1. Spieltag RLN: SaltCityBoars Lüneburg II – Rostocker Nasenbären II 21:0 (5:0, 7:0, 9:0)



Rostock, 25.03.2014
Die Reservisten der Rostocker Nasenbären hatte ihr erstes Spiel in der neuen Umgebung Regionalliga Nord zu bestreiten. Und diese Partie ging bei den Reservisten der SaltCityBoars in Lüneburg arg daneben. Das Team um Spielführer Felix Birkholz kam mit 0:21 (0:5, 0:7, 0:9) mächtig unter die Räder. Eine Erklärung dafür ist schnell gefunden. Aus einem Kader von fast 20 Akteuren konnte nur neun Spieler aufgeboten werden.
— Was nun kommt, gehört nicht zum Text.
//! Keyword rules from `rules/*.yaml`: news category and relevance filter.

use std::path::Path;

use anyhow::{Context, Result};
use serde::Deserialize;
use ufc_core::{NoticiaCategoria, NoticiaDraft};

#[derive(Debug, Clone, Deserialize)]
struct CategoriaRulesFile {
    #[allow(dead_code)]
    version: u32,
    #[serde(default)]
    rules: Vec<CategoriaRule>,
}

#[derive(Debug, Clone, Deserialize)]
pub struct CategoriaRule {
    pub categoria: NoticiaCategoria,
    pub contains_any: Vec<String>,
}

#[derive(Debug, Clone, Deserialize)]
pub struct RejeicaoRules {
    #[allow(dead_code)]
    version: u32,
    #[serde(default)]
    pub min_title_chars: usize,
    #[serde(default)]
    pub required_any: Vec<String>,
    #[serde(default)]
    pub blocked_any: Vec<String>,
}

impl Default for RejeicaoRules {
    fn default() -> Self {
        Self {
            version: 1,
            min_title_chars: 0,
            required_any: Vec::new(),
            blocked_any: Vec::new(),
        }
    }
}

#[derive(Debug, Clone, PartialEq, Eq)]
pub enum Rejection {
    MissingTitle,
    MissingLink,
    TitleTooShort,
    NotRelevant,
    Blocked(String),
}

impl Rejection {
    pub fn reason(&self) -> String {
        match self {
            Rejection::MissingTitle => "missing title".to_string(),
            Rejection::MissingLink => "missing link".to_string(),
            Rejection::TitleTooShort => "title too short".to_string(),
            Rejection::NotRelevant => "no required keyword".to_string(),
            Rejection::Blocked(word) => format!("blocked keyword {word:?}"),
        }
    }
}

#[derive(Debug, Clone, Default)]
pub struct RuleSet {
    pub categorias: Vec<CategoriaRule>,
    pub rejeicao: RejeicaoRules,
}

impl RuleSet {
    pub fn load(rules_dir: impl AsRef<Path>) -> Result<Self> {
        let rules_dir = rules_dir.as_ref();
        let categorias: CategoriaRulesFile = serde_yaml::from_str(
            &std::fs::read_to_string(rules_dir.join("categorias.yaml"))
                .context("reading rules/categorias.yaml")?,
        )
        .context("parsing rules/categorias.yaml")?;
        let rejeicao: RejeicaoRules = serde_yaml::from_str(
            &std::fs::read_to_string(rules_dir.join("rejeicao.yaml"))
                .context("reading rules/rejeicao.yaml")?,
        )
        .context("parsing rules/rejeicao.yaml")?;
        Ok(Self {
            categorias: categorias.rules,
            rejeicao,
        })
    }

    /// First rule with a matching keyword wins; otherwise `fallback`.
    pub fn classify(&self, draft: &NoticiaDraft, fallback: NoticiaCategoria) -> NoticiaCategoria {
        let haystack = haystack(draft);
        self.categorias
            .iter()
            .find(|rule| contains_any(&haystack, &rule.contains_any).is_some())
            .map(|rule| rule.categoria)
            .unwrap_or(fallback)
    }

    pub fn rejection(&self, draft: &NoticiaDraft, require_keywords: bool) -> Option<Rejection> {
        let Some(titulo) = draft.titulo.as_deref() else {
            return Some(Rejection::MissingTitle);
        };
        if draft.fonte_url.is_none() {
            return Some(Rejection::MissingLink);
        }
        if titulo.chars().count() < self.rejeicao.min_title_chars {
            return Some(Rejection::TitleTooShort);
        }
        let haystack = haystack(draft);
        if let Some(word) = contains_any(&haystack, &self.rejeicao.blocked_any) {
            return Some(Rejection::Blocked(word.to_string()));
        }
        if require_keywords
            && !self.rejeicao.required_any.is_empty()
            && contains_any(&haystack, &self.rejeicao.required_any).is_none()
        {
            return Some(Rejection::NotRelevant);
        }
        None
    }
}

/// Title, subtitle and the feed's own labels, lowercased.
fn haystack(draft: &NoticiaDraft) -> String {
    let mut parts = vec![
        draft.titulo.as_deref().unwrap_or_default(),
        draft.subtitulo.as_deref().unwrap_or_default(),
    ];
    parts.extend(draft.feed_categorias.iter().map(String::as_str));
    parts.join(" ").to_lowercase()
}

fn contains_any<'a>(haystack: &str, needles: &'a [String]) -> Option<&'a str> {
    needles
        .iter()
        .map(String::as_str)
        .find(|needle| !needle.is_empty() && haystack.contains(&needle.to_lowercase()))
}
Ein etatmäßiger Torhüter fehlte ganz und gar. Da war es eine Frage der Zeit, wann auch die letzten Kräfte bei den Nasenbären schwinden. Entsprechend musste Norman Pentz, er übernahm den ungewohnten Dienst des Keepers, zunächst fünf, dann sieben und im letzten Drittel neun orange Bälle aus dem eigenen Kasten fischen. Die Hausherren schossen aus allen Positionen auf das Tor der Gäste und kannten dabei keine Gnade. „Unser Kader war nicht komplett, da einige Spieler noch in der Eishockeysaison aktiv sind“, erklärte Erik Wacke das Fehlen eines kompletten Teams. „Einige waren noch krank oder arbeitsbedingt verhindert. So wurde das Spiel überhaupt erst möglich, als mit Florian Stockel, Lennart Scheltz, Lukas Richter drei Nachwuchsspieler vom Rostocker EC mit nach Niedersachsen reisten. Trotzdem brachten die Nasenbären den Ball immer wieder ins gegnerische Dritten, scheiterten im Abschluss dann zu oft am ehemaligen deutschen Nationaltorwart Jan Philipp Fiege. Hinzu kam, dass die Schiedsrichter bei zunehmenden Ruppigkeiten auf beiden Seiten vermehrt die Nasenbären bestraften, die Einheimischen aber außen vor ließen. In Unterzahl, die oft ohne Gegentreffer überstanden wurde, war es so noch schwerer, zu einem Ehrentreffer zu kommen. „Wenn man bedenkt, dass wir noch keine Gelegenheit hatten, gemeinsam zu trainieren, klappten viele Dinge schon sehr gut“, schätzte Felix Birkholz abschließend ein. „Auch die drei Neulinge vom REC konnten sich gut in die Mannschaft einbringen. So wird das Rückspiel gegen Lüneburg dann sicher schon ganz anders verlaufen.“

Rostocker Nasenbären II:  Norman Pentz – Felix Birkholz, Erik Wacke, Florian Stockel, Lukas Richter, Christopher Gundlach, Lennart Scheltz, Christian Schulz und Jan Saefkow.